The main role of a security system is to preserve integrity of an operational system by enforcing a security policy that is defined by a security model. These security models are the basic theoretical tools to start with when developing a security system.
Database security models include the following elements:
- Subject: Individual who performs some activity on the database
- Object: Database unit that requires authorization in order to manipulate
- Access mode/action: Any activity that might be performed on an object by a subject
- Authorization: Specification of access modes for each subject on each object
- Administrative rights: Who has rights in system administration and what responsibilities administrators have
- Policies: Enterprise-wide accepted security rules
- Constraint: A more specific rule regarding an aspect of an object and action
Database security approaches
A typical DBMS supports basic approaches of data security—discretionary control, mandatory control, and role-based access control.
Discretionary control: A given user typically has different access rights, also known as privileges, for different objects. For discretionary access control, we need a language to support the definition of rights—for example, SQL.
Mandatory control: Each data object is labeled with a certain classification level, and a given object can be accessed only by a user with a sufficient clearance level. Mandatory access control is applicable to the databases in which data has a rather static or rigid classification structure—for example, military or government environments.
In both discretionary and mandatory control cases, the unit of data and the data object to be protected can range from the entire database to a single, specific tuple.
Role-based access control (RBAC): Permissions are associated with roles, and users are made members of appropriate roles. However, a role brings together a set of users on one side and a set of permissions on the other, whereas user groups are typically defined as a set of users only.
Role-based security provides the flexibility to define permissions at a high level of granularity in Microsoft SQL, thus greatly reducing the attack surface area of the database system.

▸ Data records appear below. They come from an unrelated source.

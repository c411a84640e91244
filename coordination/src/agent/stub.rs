//! Deterministic scripted reviewer for testing.
//!
//! Never performs I/O. Each discussion round answers with the next scripted
//! verdict and records what part of the transcript it could see, so tests
//! can assert sequential visibility.

use std::sync::{Arc, Mutex};

use async_trait::async_trait;

use super::{last_message_from_others, ReviewerAgent};
use crate::types::{CodeAnalysis, ReviewMessage, Verdict};

/// What a scripted reviewer saw when asked to speak.
#[derive(Debug, Clone, PartialEq, Eq)]
pub struct Observation {
    /// Transcript length at the time of the call.
    pub transcript_len: usize,
    /// Author of the last message in the transcript.
    pub last_speaker: Option<String>,
}

/// Shared handle onto a scripted reviewer's observations.
#[derive(Debug, Clone, Default)]
pub struct Observer(Arc<Mutex<Vec<Observation>>>);

impl Observer {
    /// Copy of everything recorded so far.
    pub fn snapshot(&self) -> Vec<Observation> {
        self.0.lock().map(|obs| obs.clone()).unwrap_or_default()
    }

    fn record(&self, observation: Observation) {
        if let Ok(mut obs) = self.0.lock() {
            obs.push(observation);
        }
    }
}

/// Reviewer with a fixed analysis and a scripted verdict per round.
#[derive(Debug, Clone)]
pub struct ScriptedAgent {
    name: String,
    analysis: CodeAnalysis,
    /// Verdict per discussion round; `None` replies carry no verdict.
    replies: Vec<Option<Verdict>>,
    advisory: Option<String>,
    observer: Observer,
}

impl ScriptedAgent {
    /// Reviewer that keeps its analysis verdict in every round.
    pub fn new(name: &str, verdict: Verdict, confidence: f64) -> Self {
        Self {
            name: name.to_string(),
            analysis: CodeAnalysis::new(verdict, confidence),
            replies: Vec::new(),
            advisory: None,
            observer: Observer::default(),
        }
    }

    /// Reviewer whose collaborator is down: neutral analysis, advisory replies.
    pub fn degraded(name: &str) -> Self {
        Self {
            advisory: Some(format!(
                "{} could not complete its analysis; deferring to discussion.",
                name
            )),
            ..Self::new(name, Verdict::NeedsDiscussion, 0.5)
        }
    }

    /// Replace the analysis returned by `analyze_code`.
    pub fn with_analysis(mut self, analysis: CodeAnalysis) -> Self {
        self.analysis = analysis;
        self
    }

    /// Script the verdicts for discussion rounds 1, 2, ...
    ///
    /// Rounds beyond the script repeat the analysis verdict.
    pub fn with_replies(mut self, replies: Vec<Option<Verdict>>) -> Self {
        self.replies = replies;
        self
    }

    pub fn observer(&self) -> Observer {
        self.observer.clone()
    }

    fn opening_statement(&self) -> String {
        if let Some(advisory) = &self.advisory {
            return advisory.clone();
        }
        format!(
            "{} findings: {} issues, {} warnings, {} positives. Verdict: {} ({:.0}%)",
            self.name,
            self.analysis.issues.len(),
            self.analysis.warnings.len(),
            self.analysis.positives.len(),
            self.analysis.verdict,
            self.analysis.confidence * 100.0
        )
    }
}

#[async_trait]
impl ReviewerAgent for ScriptedAgent {
    fn name(&self) -> &str {
        &self.name
    }

    fn system_prompt(&self) -> String {
        format!("You are {}, a scripted reviewer.", self.name)
    }

    async fn analyze_code(&self, _code: &str, _filename: &str) -> CodeAnalysis {
        self.analysis.clone()
    }

    async fn respond_to_discussion(
        &self,
        _code: &str,
        transcript: &[ReviewMessage],
        my_analysis: &CodeAnalysis,
    ) -> ReviewMessage {
        self.observer.record(Observation {
            transcript_len: transcript.len(),
            last_speaker: transcript.last().map(|m| m.agent_name.clone()),
        });

        if transcript.is_empty() {
            return ReviewMessage::new(&self.name, self.opening_statement())
                .with_verdict(my_analysis.verdict);
        }

        let own_messages = transcript
            .iter()
            .filter(|m| m.agent_name == self.name)
            .count();
        let round_index = own_messages.saturating_sub(1);
        let verdict = self
            .replies
            .get(round_index)
            .copied()
            .unwrap_or(Some(my_analysis.verdict));

        let content = match &self.advisory {
            Some(advisory) => advisory.clone(),
            None => format!("Round {} reply from {}", round_index + 1, self.name),
        };
        let mut message = ReviewMessage::new(&self.name, content);
        if let Some(verdict) = verdict {
            message = message.with_verdict(verdict);
        }
        if let Some(last) = last_message_from_others(transcript, &self.name) {
            message = message.replying_to(&last.agent_name);
        }
        message
    }
}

RBAC mechanisms are a flexible alternative to mandatory access control (MAC) and discretionary access control (DAC).
RBAC terminology:
- Objects: Any system, resource file, printer, terminal, database record, etc.
- Operations: An executable image of a program, which upon invocation performs some function for the user.
- Permissions: An approval to perform an operation on one or more RBAC-protected objects
- Role: A job function within the context of an organization with some associated semantics regarding the authority and responsibility conferred on the user assigned to the role.
For more information, see Database Security Models — A Case Study.
Note: Access control mechanisms regulate who can access which data. The need for such mechanisms can be concluded from the variety of actors that work with a database system—for example, DBA, application admin and programmer, and users. Based on actor characteristics, access control mechanisms can be divided into three categories – DAC, RBAC, and MAC.
Principles of SQL Server security
A SQL Server instance contains a hierarchical collection of entities, starting with the server. Each server contains multiple databases, and each database contains a collection of securable objects. Every SQL Server securable has associated permissions that can be granted to a principal, which is an individual, group, or process granted access to SQL Server.
For each security principal, you can grant rights that allow that principal to access or modify a set of the securables, which are the objects that make up the database and server environment. They can include anything from functions to database users to endpoints. SQL Server scopes the objects hierarchically at the server, database, and schema levels:
- Server-level securables include databases as well as objects such as logins, server roles, and availability groups.
- Database-level securables include schemas as well as objects such as database users, database roles, and full-text catalogs.
- Schema-level securables include objects such as tables, views, functions, and stored procedures.
SQL Server authentication approaches include:
- Authentication: Authentication is the SQL Server login process by which a principal requests access by submitting credentials that the server evaluates. Authentication establishes the identity of the user or process being authenticated. SQL Server authentication helps ensure that only authorized users with valid credentials can access the database server. SQL Server supports two authentication modes, Windows authentication mode and mixed mode.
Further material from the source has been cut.